Two-Layer Architecture

┌─────────────────────────────────────────────┐
│ String Layer (ProcContext) │
│ proc.stdin → async iterable of lines │
│ proc.stdout.write(string) → auto-encodes │
│ proc.stderr.write(string) → auto-encodes │
├─────────────────────────────────────────────┤
│ Byte Layer (Kernel) │
│ kernel.read(pid, fd, count) → Uint8Array │
│ kernel.write(pid, fd, data) → Uint8Array │
└─────────────────────────────────────────────┘

Bins use the string layer by default. Bins that need raw bytes drop down to proc.fs.read() / proc.fs.write() which go straight to kernel byte ops.

String Convenience Layer

This is the API surface bins actually interact with. Built on top of kernel byte operations.

stdout / stderr (Writable)

interface Writable {
write(data: string | Uint8Array): Promise<number>
}
  • If data is a string → encode to UTF-8 via TextEncoder, then write bytes to kernel
  • If data is Uint8Array → write bytes directly
  • Returns byte count written

Decision: accept both string and Uint8Array on write. No reason to force bins to manually encode. The common case is proc.stdout.write("hello\n") and it should just work. Bins doing binary I/O pass Uint8Array and skip encoding. One method, no overload confusion.

stdin (Readable)

interface Readable {
[Symbol.asyncIterator](): AsyncIterator<string> // line-by-line
read(count?: number): Promise<Uint8Array> // raw bytes
}

Two modes of consumption:

Line mode (default, async iterable):

for await (const line of proc.stdin) {
// line is a string, no trailing \n
}

Byte mode (explicit):

const chunk = await proc.stdin.read(1024) // Uint8Array

Decision: line mode is the default, byte mode is opt-in.

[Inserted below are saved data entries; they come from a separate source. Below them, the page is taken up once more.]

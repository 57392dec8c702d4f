mod app;
mod auth;
mod cart;
mod config;
mod db;
mod routes;
mod state;

use crate::state::AppState;

#[tokio::main]
async fn main() -> anyhow::Result<()> {
    dotenvy::dotenv().ok();

    let env_filter = std::env::var("RUST_LOG")
        .unwrap_or_else(|_| "capture_fixture=debug,axum=info,tower_http=info".to_string());
    let json_logs = std::env::var("LOG_FORMAT")
        .map(|v| v == "json")
        .unwrap_or(false);

    if json_logs {
        tracing_subscriber::fmt()
            .with_env_filter(env_filter)
            .with_target(false)
            .json()
            .init();
    } else {
        tracing_subscriber::fmt().with_env_filter(env_filter).init();
    }

    let state = AppState::init();
    let db = &state.config.db;
    let connect = db.connect_options();
    let pool = db.pool_options();
    tracing::info!(
        host = %connect.get_host(),
        port = connect.get_port(),
        database = ?connect.get_database(),
        ssl_mode = ?connect.get_ssl_mode(),
        ca = db.ssl.ca.is_some(),
        max_connections = pool.get_max_connections(),
        idle_timeout = ?pool.get_idle_timeout(),
        "database config loaded"
    );

    let app = app::build_app(state.clone());
    app::serve(app, &state).await
}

LLM bins overwhelmingly process text line-by-line. Making the async iterable yield lines matches what grep, sed, awk, etc. expect. Bins that need raw bytes (e.g., a binary file copier) call .read() directly.

Line Splitting

Decision: the Readable layer splits lines, not the pipe or the consumer. The Readable wrapping stdin handles buffering partial UTF-8 sequences and splitting on \n. This logic lives in exactly one place — the stream layer — rather than being reimplemented in every bin.

Implementation sketch:

class LineReader {
private fd: number
private kernel: Kernel
private pid: number
private remainder: string = ''
async *[Symbol.asyncIterator](): AsyncGenerator<string> {
while (true) {
const chunk = await this.kernel.read(this.pid, this.fd, 4096)
// EOF
if (chunk.length === 0) {
if (this.remainder.length > 0) {
yield this.remainder
this.remainder = ''
}
return
}
const text = this.remainder + decoder.decode(chunk)
const lines = text.split('\n')
// Last element is either '' (line ended with \n) or a partial line
this.remainder = lines.pop()!
for (const line of lines) {
yield line
}
}
}
async read(count?: number): Promise<Uint8Array> {
return this.kernel.read(this.pid, this.fd, count ?? 4096)
}
}

Details:

  • Read chunk size is 4096 bytes — large enough to be efficient, small enough to not buffer excessively
  • Partial lines are buffered in remainder until the next \n arrives or EOF
  • On EOF, any remaining text (no trailing \n) is yielded as a final line
  • Lines are yielded WITHOUT the trailing \n — bins don’t have to strip it
  • decoder.decode(chunk) handles multi-byte UTF-8 sequences that span chunk boundaries — TextDecoder in streaming mode buffers partial code points

TextDecoder Streaming

One subtlety: a UTF-8 character can be split across two read() calls. TextDecoder with { stream: true } handles this:

const decoder = new TextDecoder('utf-8')
// First read returns bytes [0xC3] (first byte of ü)
decoder.decode(new Uint8Array([0xC3]), { stream: true }) // returns ""
// Second read returns [0xBC, 0x41] (second byte of ü, then A)
decoder.decode(new Uint8Array([0xBC, 0x41]), { stream: true }) // returns "üA"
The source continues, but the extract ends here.